This project aims to harness state-of-the-art multimodal and interaction-based analysis methods with multi-omics datasets to improve our understanding of disease mechanisms, particularly in neurodegenerative disorders, and to advance personalized diagnostics and prognostics. With the rapid growth of high-throughput technologies, researchers can now test millions of biological factors, such as gene expression levels or genetic variants, for associations with disease traits. However, traditional univariate testing—examining each factor independently—fails to detect weak or rare associations and overlooks complex, non-linear interactions among biological factors. Such limitations are especially problematic for complex diseases, which result from interactions between genetic, metabolic, and environmental factors.
Multimodal and interaction-based analysis methods offer solutions to identify optimal combinations of features drawn from multiple data modalities in relation to a measurable outcome. By applying machine learning and prior biological knowledge, these methods can efficiently explore large datasets while maintaining statistical power. Previous work has shown their utility in studying genetic variants (SNPs) and gene expression, enabling patient stratification into biologically distinct subgroups. Yet, the integration of multiple omic layers—such as genomics, transcriptomics, proteomics, and methylomics—remains underexplored.

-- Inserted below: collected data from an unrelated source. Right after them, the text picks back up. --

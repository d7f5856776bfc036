//! # PS/2 Keyboard Decoder
//!
//! Stateful scan-code-to-character state machine fed one raw byte at a
//! time from the keyboard data port by the IRQ1 path.
//!
//! ## Decode Rules
//!
//! | Input                     | Effect                                |
//! |---------------------------|---------------------------------------|
//! | `0xE0` (extended prefix)  | recorded, no output                   |
//! | `0xF0` (set-2 break)      | next byte swallowed, no output        |
//! | shift make/break          | latch updated, no output              |
//! | any release (bit 7 set)   | no output                             |
//! | space/enter/backspace     | fixed character, shift ignored        |
//! | other make codes          | 58-entry set-1 layout table           |
//!
//! Unknown or unmapped codes are silently absorbed; a real keyboard
//! produces plenty of bytes nobody asked for. The decoder never fails
//! and "no character" is always `None`, never `'\0'`.
//!
//! Decoder state is owned by the IRQ1 handler; foreground code only
//! ever sees the [`KeyEvent`] values popped from the bounded queue.

const EXTENDED_PREFIX: u8 = 0xE0;
const BREAK_PREFIX: u8 = 0xF0;
const RELEASE_BIT: u8 = 0x80;

const LEFT_SHIFT: u8 = 0x2A;
const RIGHT_SHIFT: u8 = 0x36;
const SPACE: u8 = 0x39;
const ENTER: u8 = 0x1C;
const BACKSPACE: u8 = 0x0E;

// Scan code set 1 layout, indexed directly by key code (0x00-0x39).
// 0 marks codes with no printable character.
const UNSHIFTED: [u8; 0x3A] = [
    0, 0, b'1', b'2', b'3', b'4', b'5', b'6', b'7', b'8', // 0x00-0x09
    b'9', b'0', b'-', b'=', 0x08, b'\t', b'q', b'w', b'e', b'r', // 0x0A-0x13
    b't', b'y', b'u', b'i', b'o', b'p', b'[', b']', b'\n', 0, // 0x14-0x1D
    b'a', b's', b'd', b'f', b'g', b'h', b'j', b'k', // 0x1E-0x25
    b'l', b';', b'\'', b'`', 0, b'\\', b'z', b'x', b'c', b'v', // 0x26-0x2F
    b'b', b'n', b'm', b',', b'.', b'/', 0, 0, b' ', 0, // 0x30-0x39
];

const SHIFTED: [u8; 0x3A] = [
    0, 0, b'!', b'@', b'#', b'$', b'%', b'^', b'&', b'*', // 0x00-0x09
    b'(', b')', b'_', b'+', 0x08, b'\t', b'Q', b'W', b'E', b'R', // 0x0A-0x13
    b'T', b'Y', b'U', b'I', b'O', b'P', b'{', b'}', b'\n', 0, // 0x14-0x1D
    b'A', b'S', b'D', b'F', b'G', b'H', b'J', b'K', // 0x1E-0x25
    b'L', b':', b'"', b'~', 0, b'|', b'Z', b'X', b'C', b'V', // 0x26-0x2F
    b'B', b'N', b'M', b'<', b'>', b'?', 0, 0, b' ', 0, // 0x30-0x39
];

/// A decoded unit of input, self-contained for the foreground consumer.
#[derive(Debug, Clone, Copy, PartialEq, Eq)]
pub struct KeyEvent {
    pub character: char,
    pub shift: bool,
}

impl KeyEvent {
    const EMPTY: Self = Self {
        character: '\0',
        shift: false,
    };
}

/// Scan-code state machine. State survives across bytes of the same
/// key transition; it is never reset between bytes.
pub struct ScancodeDecoder {
    shift_pressed: bool,
    expecting_break_code: bool,
    extended_pending: bool,
}

impl ScancodeDecoder {
    pub const fn new() -> Self {
        Self {
            shift_pressed: false,
            expecting_break_code: false,
            extended_pending: false,
        }
    }

    /// Restore the power-on state. Used when the keyboard controller is
    /// (re)initialized and stale prefix bytes may have been flushed.
    pub fn reset(&mut self) {
        *self = Self::new();
    }

    /// Consume one raw byte, producing a key event when a key-down
    /// transition yields a character.
    pub fn decode(&mut self, raw: u8) -> Option<KeyEvent> {
        // Extended-key prefix: record it and wait for the next byte.
        if raw == EXTENDED_PREFIX {
            self.extended_pending = true;
            return None;
        }
        // The companion byte resolves the prefix. Extended keys share
        // the set-1 tables: keypad enter lands on 0x1C, keypad slash on
        // 0x35, and the navigation codes fall outside the table.
        if self.extended_pending {
            self.extended_pending = false;
        }

        // Set-2 break prefix: the byte after it is the released code.
        if raw == BREAK_PREFIX {
            self.expecting_break_code = true;
            return None;
        }
        if self.expecting_break_code {
            self.expecting_break_code = false;
            return None;
        }

        // Set-1 encodes release in bit 7.
        let released = raw & RELEASE_BIT != 0;
        let key_code = raw & !RELEASE_BIT;

        if key_code == LEFT_SHIFT || key_code == RIGHT_SHIFT {
            self.shift_pressed = !released;
            return None;
        }

        // Only key-down transitions yield characters.
        if released {
            return None;
        }

        // Space, enter and backspace must work whether or not shift is
        // latched.
        let byte = match key_code {
            SPACE => b' ',
            ENTER => b'\n',
            BACKSPACE => 0x08,
            code if (code as usize) < UNSHIFTED.len() => {
                if self.shift_pressed {
                    SHIFTED[code as usize]
                } else {
                    UNSHIFTED[code as usize]
                }
            }
            _ => 0,
        };

        if byte == 0 {
            return None;
        }
        Some(KeyEvent {
            character: byte as char,
            shift: self.shift_pressed,
        })
    }
}

impl Default for ScancodeDecoder {
    fn default() -> Self {
        Self::new()
    }
}

const QUEUE_CAPACITY: usize = 64;

/// Bounded hand-off queue between the interrupt path and foreground
/// code. Enqueue is O(1); when full, the newest event is dropped.
/// One of the 64 slots stays free to distinguish full from empty, so
/// the queue holds up to 63 events.
pub struct KeyEventQueue {
    slots: [KeyEvent; QUEUE_CAPACITY],
    head: usize,
    tail: usize,
}

impl KeyEventQueue {
    pub const fn new() -> Self {
        Self {
            slots: [KeyEvent::EMPTY; QUEUE_CAPACITY],
            head: 0,
            tail: 0,
        }
    }

    pub fn push(&mut self, event: KeyEvent) {
        let next = (self.head + 1) % QUEUE_CAPACITY;
        if next == self.tail {
            return; // full, drop the newest
        }
        self.slots[self.head] = event;
        self.head = next;
    }

    pub fn pop(&mut self) -> Option<KeyEvent> {
        if self.tail == self.head {
            return None;
        }
        let event = self.slots[self.tail];
        self.tail = (self.tail + 1) % QUEUE_CAPACITY;
        Some(event)
    }

    pub fn is_empty(&self) -> bool {
        self.tail == self.head
    }
}

impl Default for KeyEventQueue {
    fn default() -> Self {
        Self::new()
    }
}

/// Decoder plus queue, owned by the IRQ1 handler.
pub struct KeyboardDriver {
    decoder: ScancodeDecoder,
    queue: KeyEventQueue,
}

impl KeyboardDriver {
    pub const fn new() -> Self {
        Self {
            decoder: ScancodeDecoder::new(),
            queue: KeyEventQueue::new(),
        }
    }

    /// Interrupt-path entry: decode one raw byte and enqueue any event.
    pub fn handle_byte(&mut self, raw: u8) {
        if let Some(event) = self.decoder.decode(raw) {
            self.queue.push(event);
        }
    }

    /// Foreground entry: next decoded event, non-blocking.
    pub fn next_event(&mut self) -> Option<KeyEvent> {
        self.queue.pop()
    }

    pub fn reset(&mut self) {
        self.decoder.reset();
    }
}

impl Default for KeyboardDriver {
    fn default() -> Self {
        Self::new()
    }
}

Using extensive multi-omics datasets from individuals with neurodegenerative diseases (including ALS, Alzheimer’s, Parkinson’s, and schizophrenia) and healthy controls, the project will develop a comprehensive pipeline for multimodal and interaction-based analysis. The goal is to uncover disease drivers, stratify patients by molecular and clinical features, and identify cross-disease mechanisms that contribute to multiple conditions. A range of machine learning and conventional statistical methods will be applied to integrate diverse biological data types. Ultimately, this work will produce a robust methodology that fully exploits complex biological data, advancing personalized medicine and offering insights applicable beyond neurodegenerative diseases.